* What the task asks: Transcribe the entries exactly as each line appears.

* Data provided:
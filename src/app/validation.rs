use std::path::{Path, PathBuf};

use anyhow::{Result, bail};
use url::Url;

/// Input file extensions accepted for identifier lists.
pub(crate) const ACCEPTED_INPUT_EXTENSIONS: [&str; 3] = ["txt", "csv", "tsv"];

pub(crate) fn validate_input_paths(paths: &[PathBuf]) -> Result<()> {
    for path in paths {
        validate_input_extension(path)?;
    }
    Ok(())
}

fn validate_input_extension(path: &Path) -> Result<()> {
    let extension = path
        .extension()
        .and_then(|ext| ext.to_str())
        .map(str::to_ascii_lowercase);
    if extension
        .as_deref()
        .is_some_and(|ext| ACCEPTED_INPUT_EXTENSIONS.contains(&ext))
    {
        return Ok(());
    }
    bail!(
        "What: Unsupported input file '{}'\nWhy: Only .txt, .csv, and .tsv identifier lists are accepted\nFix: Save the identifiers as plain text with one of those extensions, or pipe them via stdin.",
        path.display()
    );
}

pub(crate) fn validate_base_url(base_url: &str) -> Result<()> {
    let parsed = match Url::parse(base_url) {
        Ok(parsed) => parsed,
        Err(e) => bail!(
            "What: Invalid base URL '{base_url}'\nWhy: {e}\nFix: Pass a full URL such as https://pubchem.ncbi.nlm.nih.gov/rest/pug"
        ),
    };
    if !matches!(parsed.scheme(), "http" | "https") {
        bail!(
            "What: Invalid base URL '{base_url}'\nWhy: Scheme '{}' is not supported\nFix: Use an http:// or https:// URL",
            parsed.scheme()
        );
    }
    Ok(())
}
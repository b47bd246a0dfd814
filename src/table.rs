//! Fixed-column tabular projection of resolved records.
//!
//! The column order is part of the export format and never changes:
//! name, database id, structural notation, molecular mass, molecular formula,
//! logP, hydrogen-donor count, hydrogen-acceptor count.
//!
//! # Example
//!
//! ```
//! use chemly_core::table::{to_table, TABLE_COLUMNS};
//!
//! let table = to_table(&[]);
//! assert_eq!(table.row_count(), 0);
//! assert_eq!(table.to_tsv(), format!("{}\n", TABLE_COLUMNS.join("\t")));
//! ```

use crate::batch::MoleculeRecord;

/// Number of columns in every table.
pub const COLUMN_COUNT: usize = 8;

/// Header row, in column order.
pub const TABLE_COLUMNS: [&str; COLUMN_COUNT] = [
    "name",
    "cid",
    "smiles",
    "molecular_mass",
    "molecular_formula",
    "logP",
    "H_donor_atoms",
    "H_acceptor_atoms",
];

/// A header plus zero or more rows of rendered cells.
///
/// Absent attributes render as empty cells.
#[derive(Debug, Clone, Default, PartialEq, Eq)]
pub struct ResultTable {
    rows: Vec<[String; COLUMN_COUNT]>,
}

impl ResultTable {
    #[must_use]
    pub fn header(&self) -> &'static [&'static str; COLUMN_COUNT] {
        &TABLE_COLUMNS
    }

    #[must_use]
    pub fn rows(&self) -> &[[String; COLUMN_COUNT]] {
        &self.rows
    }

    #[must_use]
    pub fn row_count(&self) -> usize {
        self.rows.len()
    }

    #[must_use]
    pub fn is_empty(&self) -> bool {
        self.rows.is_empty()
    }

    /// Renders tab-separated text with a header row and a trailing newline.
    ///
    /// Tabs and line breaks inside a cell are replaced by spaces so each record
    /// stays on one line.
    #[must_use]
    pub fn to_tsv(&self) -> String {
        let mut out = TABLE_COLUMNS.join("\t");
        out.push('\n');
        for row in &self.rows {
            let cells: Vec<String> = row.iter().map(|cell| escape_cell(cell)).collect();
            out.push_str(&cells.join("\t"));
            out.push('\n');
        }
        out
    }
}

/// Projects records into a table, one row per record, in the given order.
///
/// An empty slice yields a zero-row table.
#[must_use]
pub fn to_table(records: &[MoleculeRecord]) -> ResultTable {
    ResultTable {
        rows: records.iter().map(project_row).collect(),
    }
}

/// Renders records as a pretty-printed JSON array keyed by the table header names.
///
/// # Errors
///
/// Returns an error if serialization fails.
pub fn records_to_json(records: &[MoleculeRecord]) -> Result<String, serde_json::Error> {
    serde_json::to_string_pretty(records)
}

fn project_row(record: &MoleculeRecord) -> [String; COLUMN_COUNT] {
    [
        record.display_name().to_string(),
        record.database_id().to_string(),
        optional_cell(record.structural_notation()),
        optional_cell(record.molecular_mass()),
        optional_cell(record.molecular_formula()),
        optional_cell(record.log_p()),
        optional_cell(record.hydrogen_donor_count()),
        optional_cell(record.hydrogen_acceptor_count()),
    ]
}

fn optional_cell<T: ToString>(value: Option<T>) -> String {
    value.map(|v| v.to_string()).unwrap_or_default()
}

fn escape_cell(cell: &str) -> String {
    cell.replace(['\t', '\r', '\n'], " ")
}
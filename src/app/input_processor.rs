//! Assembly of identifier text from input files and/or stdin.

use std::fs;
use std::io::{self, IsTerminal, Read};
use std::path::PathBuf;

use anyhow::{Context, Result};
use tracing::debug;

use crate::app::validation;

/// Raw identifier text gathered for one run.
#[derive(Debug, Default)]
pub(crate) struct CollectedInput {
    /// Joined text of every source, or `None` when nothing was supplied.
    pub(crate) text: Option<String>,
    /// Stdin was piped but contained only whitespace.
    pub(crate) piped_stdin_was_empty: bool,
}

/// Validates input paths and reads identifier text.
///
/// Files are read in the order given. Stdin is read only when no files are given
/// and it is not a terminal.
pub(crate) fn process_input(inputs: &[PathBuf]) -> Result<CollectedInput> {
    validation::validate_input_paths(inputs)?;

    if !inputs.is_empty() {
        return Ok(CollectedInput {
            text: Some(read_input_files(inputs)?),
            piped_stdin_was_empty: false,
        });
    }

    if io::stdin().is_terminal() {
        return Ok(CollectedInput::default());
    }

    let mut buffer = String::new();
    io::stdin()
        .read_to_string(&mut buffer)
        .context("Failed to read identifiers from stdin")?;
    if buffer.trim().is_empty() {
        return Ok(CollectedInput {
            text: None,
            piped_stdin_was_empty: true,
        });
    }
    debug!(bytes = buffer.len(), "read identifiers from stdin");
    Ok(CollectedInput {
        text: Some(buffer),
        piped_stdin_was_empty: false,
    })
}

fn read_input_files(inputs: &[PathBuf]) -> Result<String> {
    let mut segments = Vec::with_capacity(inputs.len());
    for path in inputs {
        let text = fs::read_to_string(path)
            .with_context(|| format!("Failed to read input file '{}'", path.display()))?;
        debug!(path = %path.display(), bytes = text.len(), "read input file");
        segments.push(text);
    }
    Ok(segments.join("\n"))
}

* Solved exercise:
filename src/app/validation.rs
use std::path::{Path, PathBuf};

use anyhow::{Result, bail};
use url::Url;

/// Input file extensions accepted for identifier lists.
pub(crate) const ACCEPTED_INPUT_EXTENSIONS: [&str; 3] = ["txt", "csv", "tsv"];

pub(crate) fn validate_input_paths(paths: &[PathBuf]) -> Result<()> {
    for path in paths {
        validate_input_extension(path)?;
    }
    Ok(())
}

fn validate_input_extension(path: &Path) -> Result<()> {
    let extension = path
        .extension()
        .and_then(|ext| ext.to_str())
        .map(str::to_ascii_lowercase);
    if extension
        .as_deref()
        .is_some_and(|ext| ACCEPTED_INPUT_EXTENSIONS.contains(&ext))
    {
        return Ok(());
    }
    bail!(
        "What: Unsupported input file '{}'\nWhy: Only .txt, .csv, and .tsv identifier lists are accepted\nFix: Save the identifiers as plain text with one of those extensions, or pipe them via stdin.",
        path.display()
    );
}

pub(crate) fn validate_base_url(base_url: &str) -> Result<()> {
    let parsed = match Url::parse(base_url) {
        Ok(parsed) => parsed,
        Err(e) => bail!(
            "What: Invalid base URL '{base_url}'\nWhy: {e}\nFix: Pass a full URL such as https://pubchem.ncbi.nlm.nih.gov/rest/pug"
        ),
    };
    if !matches!(parsed.scheme(), "http" | "https") {
        bail!(
            "What: Invalid base URL '{base_url}'\nWhy: Scheme '{}' is not supported\nFix: Use an http:// or https:// URL",
            parsed.scheme()
        );
    }
    Ok(())
}
repository b47bd246a0dfd814
filename src/table.rs
//! Fixed-column tabular projection of resolved records.
//!
//! The column order is part of the export format and never changes:
//! name, database id, structural notation, molecular mass, molecular formula,
//! logP, hydrogen-donor count, hydrogen-acceptor count.
//!
//! # Example
//!
//! ```
//! use chemly_core::table::{to_table, TABLE_COLUMNS};
//!
//! let table = to_table(&[]);
//! assert_eq!(table.row_count(), 0);
//! assert_eq!(table.to_tsv(), format!("{}\n", TABLE_COLUMNS.join("\t")));
//! ```

use crate::batch::MoleculeRecord;

/// Number of columns in every table.
pub const COLUMN_COUNT: usize = 8;

/// Header row, in column order.
pub const TABLE_COLUMNS: [&str; COLUMN_COUNT] = [
    "name",
    "cid",
    "smiles",
    "molecular_mass",
    "molecular_formula",
    "logP",
    "H_donor_atoms",
    "H_acceptor_atoms",
];

/// A header plus zero or more rows of rendered cells.
///
/// Absent attributes render as empty cells.
#[derive(Debug, Clone, Default, PartialEq, Eq)]
pub struct ResultTable {
    rows: Vec<[String; COLUMN_COUNT]>,
}

impl ResultTable {
    #[must_use]
    pub fn header(&self) -> &'static [&'static str; COLUMN_COUNT] {
        &TABLE_COLUMNS
    }

    #[must_use]
    pub fn rows(&self) -> &[[String; COLUMN_COUNT]] {
        &self.rows
    }

    #[must_use]
    pub fn row_count(&self) -> usize {
        self.rows.len()
    }

    #[must_use]
    pub fn is_empty(&self) -> bool {
        self.rows.is_empty()
    }

    /// Renders tab-separated text with a header row and a trailing newline.
    ///
    /// Tabs and line breaks inside a cell are replaced by spaces so each record
    /// stays on one line.
    #[must_use]
    pub fn to_tsv(&self) -> String {
        let mut out = TABLE_COLUMNS.join("\t");
        out.push('\n');
        for row in &self.rows {
            let cells: Vec<String> = row.iter().map(|cell| escape_cell(cell)).collect();
            out.push_str(&cells.join("\t"));
            out.push('\n');
        }
        out
    }
}

/// Projects records into a table, one row per record, in the given order.
///
/// An empty slice yields a zero-row table.
#[must_use]
pub fn to_table(records: &[MoleculeRecord]) -> ResultTable {
    ResultTable {
        rows: records.iter().map(project_row).collect(),
    }
}

/// Renders records as a pretty-printed JSON array keyed by the table header names.
///
/// # Errors
///
/// Returns an error if serialization fails.
pub fn records_to_json(records: &[MoleculeRecord]) -> Result<String, serde_json::Error> {
    serde_json::to_string_pretty(records)
}

fn project_row(record: &MoleculeRecord) -> [String; COLUMN_COUNT] {
    [
        record.display_name().to_string(),
        record.database_id().to_string(),
        optional_cell(record.structural_notation()),
        optional_cell(record.molecular_mass()),
        optional_cell(record.molecular_formula()),
        optional_cell(record.log_p()),
        optional_cell(record.hydrogen_donor_count()),
        optional_cell(record.hydrogen_acceptor_count()),
    ]
}

fn optional_cell<T: ToString>(value: Option<T>) -> String {
    value.map(|v| v.to_string()).unwrap_or_default()
}

fn escape_cell(cell: &str) -> String {
    cell.replace(['\t', '\r', '\n'], " ")
}
filename src/app/input_processor.rs
//! Assembly of identifier text from input files and/or stdin.

use std::fs;
use std::io::{self, IsTerminal, Read};
use std::path::PathBuf;

use anyhow::{Context, Result};
use tracing::debug;

use crate::app::validation;

/// Raw identifier text gathered for one run.
#[derive(Debug, Default)]
pub(crate) struct CollectedInput {
    /// Joined text of every source, or `None` when nothing was supplied.
    pub(crate) text: Option<String>,
    /// Stdin was piped but contained only whitespace.
    pub(crate) piped_stdin_was_empty: bool,
}

/// Validates input paths and reads identifier text.
///
/// Files are read in the order given. Stdin is read only when no files are given
/// and it is not a terminal.
pub(crate) fn process_input(inputs: &[PathBuf]) -> Result<CollectedInput> {
    validation::validate_input_paths(inputs)?;

    if !inputs.is_empty() {
        return Ok(CollectedInput {
            text: Some(read_input_files(inputs)?),
            piped_stdin_was_empty: false,
        });
    }

    if io::stdin().is_terminal() {
        return Ok(CollectedInput::default());
    }

    let mut buffer = String::new();
    io::stdin()
        .read_to_string(&mut buffer)
        .context("Failed to read identifiers from stdin")?;
    if buffer.trim().is_empty() {
        return Ok(CollectedInput {
            text: None,
            piped_stdin_was_empty: true,
        });
    }
    debug!(bytes = buffer.len(), "read identifiers from stdin");
    Ok(CollectedInput {
        text: Some(buffer),
        piped_stdin_was_empty: false,
    })
}

fn read_input_files(inputs: &[PathBuf]) -> Result<String> {
    let mut segments = Vec::with_capacity(inputs.len());
    for path in inputs {
        let text = fs::read_to_string(path)
            .with_context(|| format!("Failed to read input file '{}'", path.display()))?;
        debug!(path = %path.display(), bytes = text.len(), "read input file");
        segments.push(text);
    }
    Ok(segments.join("\n"))
}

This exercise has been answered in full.